A nova resolução traz, entre outras coisas, mais transparência sobre as práticas de hospitais e médicos. Ela determina que a mulher atendida por médicos de planos de saúde poderá solicitar e ter acesso, em até 15 dias, ao índice de partos normais e cesáreos feitos pelo profissional, hospital ou plano. Caso não entreguem os dados no período determinado, as operadoras dos convênios arcam com multa de R$ 25 mil.


Outra mudança trazida pela nova resolução é a obrigatoriedade das operadoras fornecerem o cartão da gestante, de acordo com padrão definido pelo Ministério da Saúde, no qual deverá constar o registro de todo o pré-natal.


Para evitar cesáreas desnecessárias, também será obrigatória a apresentação do partograma — relatório gráfico sobre o que acontece durante o trabalho de parto — para pagamento do procedimento ao profissional. Se não entregar, o médico deverá justificar ao plano a ausência do documento.


O presidente da Federação Brasileira de Ginecologia e Obstetrícia (Febrasgo), Etelvino Trindade, elogia as iniciativas, mas diz que alguns pontos devem ser discutidos. “A informação do índice de partos pode expor os médicos e deveria ser analisada em contexto. Ela pode ser injusta. Um hospital com tecnologia mais adequada para receber pacientes de maior complexidade, por exemplo, deve ter mais cesarianas”, diz.

Trindade avalia ainda que terão de ser feitas adaptações no sistema para atender a demanda por partos normais, como aumentar os plantões obstétricos. Para o médico, o índice de cesarianas reduzirá, mas a meta de 15% da OMS é inatingível. “As pessoas estão tendo filhos mais tarde, com partos de maior risco, por exemplo. Partindo de uma taxa acima de 70%, reduzir para 50% nos próximos dois anos está excelente.”


A cesariana, quando não tem indicação médica, ocasiona riscos desnecessários à saúde da mulher e do bebê: aumenta em 120 vezes a probabilidade de problemas respiratórios para o recém-nascido e triplica o risco de morte da mãe. Cerca de 25% dos óbitos neonatais e 16% dos óbitos infantis no Brasil estão relacionados a prematuridade.


Nova cultura

Historicamente, a ausência de um sistema regulatório efetivo era tido como um dos principais complicadores no incentivo ao parto normal, assim como o papel referencial de orientação da classe profissional.

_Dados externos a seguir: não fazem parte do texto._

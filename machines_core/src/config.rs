//! Runtime settings for the client.
//!
//! This is the immutable value injected into the client and, through it, into
//! every view. It is separate from the TOML-deserialized config in
//! `machines_config`; see `conversions` for the mapping.

use std::time::Duration;

#[derive(Debug, Clone, PartialEq, Eq)]
pub struct ApiSettings {
    /// Base URL of the backend, without a trailing slash.
    pub backend_url: String,
    /// Whole-request timeout.
    pub timeout: Duration,
    /// Re-read the machine after a successful command.
    pub refresh_after_command: bool,
}

impl Default for ApiSettings {
    fn default() -> Self {
        Self {
            backend_url: machines_config::DEFAULT_BACKEND_URL.to_string(),
            timeout: Duration::from_millis(5000),
            refresh_after_command: false,
        }
    }
}
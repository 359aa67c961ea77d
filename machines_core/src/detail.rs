//! Single-machine view: status display plus the command panel.
//!
//! The view owns a local copy of the machine. Commands update that copy
//! optimistically; nothing else writes to it.

use machines_traits::TokenStore;

use crate::client::ApiClient;
use crate::command::{Command, ControlPanel};
use crate::dispatch::CommandDispatcher;
use crate::error::{Result, ViewError};
use crate::model::{Machine, MachineState};
use crate::route::QueryParams;
use crate::status::{StatusBadge, status_badge};

/// Everything a front-end needs to draw the view once.
#[derive(Debug, Clone, PartialEq)]
pub struct DetailModel {
    pub machine: Machine,
    pub badge: StatusBadge,
    pub panel: ControlPanel,
    /// Message of the last failed command, cleared by the next success.
    pub error: Option<String>,
}

#[derive(Debug)]
pub struct MachineView {
    client: ApiClient,
    token: String,
    machine: Machine,
    error: Option<String>,
}

impl MachineView {
    /// Loads the machine named by the `id` query parameter.
    ///
    /// Checks run in order and each stops before any request: no session
    /// token, then no (or empty) id.
    pub fn open(client: &ApiClient, session: &dyn TokenStore, params: &QueryParams) -> Result<Self> {
        let Some(token) = session.load() else {
            tracing::debug!("no session token, redirecting to login");
            return Err(ViewError::LoginRequired);
        };
        let Some(id) = params.non_empty("id") else {
            return Err(ViewError::MissingMachineId);
        };
        let machine = client.machine(&token, id).map_err(|e| {
            tracing::warn!(machine = id, detail = %e.detail(), "failed to fetch machine: {e}");
            ViewError::LoadFailed(e)
        })?;
        tracing::debug!(machine = %machine.id, state = %machine.state, "machine loaded");
        Ok(Self {
            client: client.clone(),
            token,
            machine,
            error: None,
        })
    }

    pub fn machine(&self) -> &Machine {
        &self.machine
    }

    pub fn state(&self) -> MachineState {
        self.machine.state
    }

    pub fn error(&self) -> Option<&str> {
        self.error.as_deref()
    }

    pub fn badge(&self) -> StatusBadge {
        status_badge(self.machine.state)
    }

    pub fn panel(&self) -> ControlPanel {
        ControlPanel::for_state(self.machine.state)
    }

    /// Presses the button for `command`.
    ///
    /// A disabled button sends nothing. A failed request leaves the state as
    /// it was and keeps the message for display.
    pub fn press(&mut self, command: Command) -> Result<MachineState> {
        if !self.panel().is_enabled(command) {
            return Err(ViewError::CommandDisabled {
                command,
                state: self.machine.state,
            });
        }
        let dispatcher = CommandDispatcher::new(&self.client, &self.token);
        match dispatcher.dispatch(command, &mut self.machine) {
            Ok(_) => {
                self.error = None;
                if self.client.settings().refresh_after_command {
                    self.refresh_after(command);
                }
                Ok(self.machine.state)
            }
            Err(e) => {
                self.error = Some(e.to_string());
                Err(ViewError::Api(e))
            }
        }
    }

    pub fn start(&mut self) -> Result<MachineState> {
        self.press(Command::Start)
    }

    pub fn pause(&mut self) -> Result<MachineState> {
        self.press(Command::Pause)
    }

    pub fn resume(&mut self) -> Result<MachineState> {
        self.press(Command::Resume)
    }

    pub fn finish(&mut self) -> Result<MachineState> {
        self.press(Command::Finish)
    }

    /// Re-reads the machine from the backend, replacing the local copy.
    pub fn refresh(&mut self) -> Result<()> {
        let machine = self
            .client
            .machine(&self.token, &self.machine.id)
            .map_err(ViewError::LoadFailed)?;
        self.machine = machine;
        Ok(())
    }

    fn refresh_after(&mut self, command: Command) {
        let optimistic = self.machine.state;
        match self.refresh() {
            Ok(()) if self.machine.state != optimistic => {
                tracing::info!(
                    machine = %self.machine.id,
                    %command,
                    assumed = %optimistic,
                    actual = %self.machine.state,
                    "server state differs from assumed state"
                );
            }
            Ok(()) => {}
            Err(e) => {
                tracing::warn!(machine = %self.machine.id, "refresh after {command} failed: {e}");
            }
        }
    }

    pub fn model(&self) -> DetailModel {
        DetailModel {
            machine: self.machine.clone(),
            badge: self.badge(),
            panel: self.panel(),
            error: self.error.clone(),
        }
    }
}
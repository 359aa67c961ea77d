#![no_main]
use libfuzzer_sys::fuzz_target;
use machines_core::Route;

fuzz_target!(|data: &str| {
    // A parsed route re-serializes to a path that parses to the same route.
    if let Some(route) = Route::parse(data) {
        assert_eq!(Route::parse(&route.path()), Some(route));
    }
});
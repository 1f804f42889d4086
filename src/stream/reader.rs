//! Background stream reader.
//!
//! Reads framed lines from the child's merged output, forwards each one to
//! the [`LineSender`] (over-long lines as a marker), and watches for the `turn.completed` sentinel. When
//! the sentinel is seen the reader waits a short grace interval so trailing
//! output can flush, asks the child to terminate gracefully, and stops
//! reading without waiting for EOF.
//!
//! Whatever ends the loop (EOF, I/O error, sentinel, cancellation), the end
//! marker is enqueued exactly once before the task returns.

use std::time::Duration;

use futures_util::{Stream, StreamExt};
use tokio::task::JoinHandle;
use tokio_util::sync::CancellationToken;
use tracing::{debug, info, warn};

use crate::process::Terminator;
use crate::session::event::is_turn_completed;
use crate::stream::codec::Frame;
use crate::stream::queue::LineSender;
use crate::Result;

/// Grace interval between seeing the sentinel and signalling the child.
pub const SENTINEL_GRACE: Duration = Duration::from_millis(300);

/// Why the reader stopped.
#[derive(Debug, Clone, Copy, PartialEq, Eq)]
pub enum ReaderExit {
    /// The output stream reached end-of-file.
    Eof,
    /// The turn-completion sentinel was seen.
    Sentinel,
    /// The underlying stream failed.
    ReadError,
    /// The supervisor cancelled the reader.
    Cancelled,
    /// The consumer dropped its end of the queue.
    ConsumerGone,
}

/// Spawn [`run_reader`] on the tokio runtime.
#[must_use]
pub fn spawn_reader<S>(
    lines: S,
    queue: LineSender,
    terminator: Terminator,
    sentinel_grace: Duration,
    cancel: CancellationToken,
) -> JoinHandle<ReaderExit>
where
    S: Stream<Item = Result<Frame>> + Unpin + Send + 'static,
{
    tokio::spawn(run_reader(lines, queue, terminator, sentinel_grace, cancel))
}

/// Read `lines` until end-of-stream, sentinel, or cancellation.
pub async fn run_reader<S>(
    mut lines: S,
    queue: LineSender,
    terminator: Terminator,
    sentinel_grace: Duration,
    cancel: CancellationToken,
) -> ReaderExit
where
    S: Stream<Item = Result<Frame>> + Unpin + Send,
{
    let mut forwarded: u64 = 0;

    let exit = loop {
        tokio::select! {
            biased;

            () = cancel.cancelled() => {
                debug!(forwarded, "reader: cancellation received, stopping");
                break ReaderExit::Cancelled;
            }

            item = lines.next() => {
                match item {
                    None => {
                        debug!(forwarded, "reader: EOF detected");
                        break ReaderExit::Eof;
                    }

                    Some(Err(err)) => {
                        warn!(forwarded, error = %err, "reader: stream error, stopping");
                        break ReaderExit::ReadError;
                    }

                    Some(Ok(Frame::Oversized { limit })) => {
                        warn!(forwarded, limit, "reader: discarded line exceeding the length limit");
                        if !queue.push_oversized(limit) {
                            debug!(forwarded, "reader: queue closed, stopping");
                            break ReaderExit::ConsumerGone;
                        }
                        forwarded += 1;
                    }

                    Some(Ok(Frame::Line(raw))) => {
                        let line = raw.trim_end().to_owned();
                        let sentinel = is_turn_completed(&line);

                        if !queue.push(line) {
                            debug!(forwarded, "reader: queue closed, stopping");
                            break ReaderExit::ConsumerGone;
                        }
                        forwarded += 1;

                        if sentinel {
                            info!(forwarded, "reader: turn completed, requesting shutdown");
                            tokio::time::sleep(sentinel_grace).await;
                            terminator.request_graceful();
                            break ReaderExit::Sentinel;
                        }
                    }
                }
            }
        }
    };

    queue.finish();
    exit
}
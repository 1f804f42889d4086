//! NDJSON line codec for child output streams.
//!
//! Wraps [`tokio_util::codec::AnyDelimiterCodec`] with a configurable maximum
//! line length so a misbehaving child cannot make the bridge allocate
//! unbounded memory for a single line.
//!
//! Unlike a plain `LinesCodec`, this codec never fails on content:
//!
//! - bytes that are not valid UTF-8 are decoded lossily, so a line is never
//!   dropped for encoding reasons;
//! - an over-long line yields [`Frame::Oversized`] instead of an error, which
//!   keeps [`FramedRead`](tokio_util::codec::FramedRead) reading afterwards
//!   and lets the consumer record the loss.
//!
//! Only genuine I/O failures surface, as [`AppError::Stream`].

use bytes::BytesMut;
use tokio_util::codec::{AnyDelimiterCodec, AnyDelimiterCodecError, Decoder};

use crate::{AppError, Result};

/// Default maximum line length accepted by the codec: 1 MiB.
pub const MAX_LINE_BYTES: usize = 1_048_576;

/// One decoded unit of child output.
#[derive(Debug, Clone, PartialEq, Eq)]
pub enum Frame {
    /// A complete line without its terminating `\n`.
    Line(String),
    /// A line exceeded the configured limit and was discarded.
    Oversized {
        /// The limit in effect, in bytes.
        limit: usize,
    },
}

/// Newline-delimited codec for child stdout/stderr.
#[derive(Debug)]
pub struct LineCodec {
    inner: AnyDelimiterCodec,
    max_length: usize,
}

impl LineCodec {
    /// Create a codec with the default [`MAX_LINE_BYTES`] limit.
    #[must_use]
    pub fn new() -> Self {
        Self::with_max_length(MAX_LINE_BYTES)
    }

    /// Create a codec that rejects lines longer than `max_length` bytes.
    #[must_use]
    pub fn with_max_length(max_length: usize) -> Self {
        Self {
            inner: AnyDelimiterCodec::new_with_max_length(
                b"\n".to_vec(),
                b"\n".to_vec(),
                max_length,
            ),
            max_length,
        }
    }
}

impl Default for LineCodec {
    fn default() -> Self {
        Self::new()
    }
}

impl Decoder for LineCodec {
    type Item = Frame;
    type Error = AppError;

    fn decode(&mut self, src: &mut BytesMut) -> Result<Option<Self::Item>> {
        map_chunk(self.inner.decode(src), self.max_length)
    }

    fn decode_eof(&mut self, src: &mut BytesMut) -> Result<Option<Self::Item>> {
        map_chunk(self.inner.decode_eof(src), self.max_length)
    }
}

fn map_chunk(
    chunk: std::result::Result<Option<bytes::Bytes>, AnyDelimiterCodecError>,
    limit: usize,
) -> Result<Option<Frame>> {
    match chunk {
        Ok(Some(bytes)) => Ok(Some(Frame::Line(
            String::from_utf8_lossy(&bytes).into_owned(),
        ))),
        Ok(None) => Ok(None),
        Err(AnyDelimiterCodecError::MaxChunkLengthExceeded) => Ok(Some(Frame::Oversized { limit })),
        Err(AnyDelimiterCodecError::Io(err)) => Err(AppError::Stream(format!("read failed: {err}"))),
    }
}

Com as novas regras focadas nesses dois fatores, a expectativa é de melhorias. No entanto, a mudança na cultura das brasileiras é fundamental para a reversão da quantidade de cesarianas.


Para tanto, uma questão, das tantas que rodeiam o assunto, merece ser repetida entre as mulheres: por que não fazer um parto normal? Em outras culturas que reconheceram os riscos da cesariana esse questionamento já é natural. “Aqui as mulheres ainda acham um conforto ter tudo organizado como se a gente pudesse oferecer o momento de nascer algo planejado e não respeitar a natureza do bebê. Fazer cesariana aqui é ainda visto como um status”, pondera Sônia Lansky. “Temos uma série de coisas para mudar, entre elas a garantia de que a mulher seja a protagonista no parto. Isso foi retirado dela e colocado no profissional de saúde, fazendo o parto passar a ser um ato cirúrgico e não um ato de poder da mulher”, completa.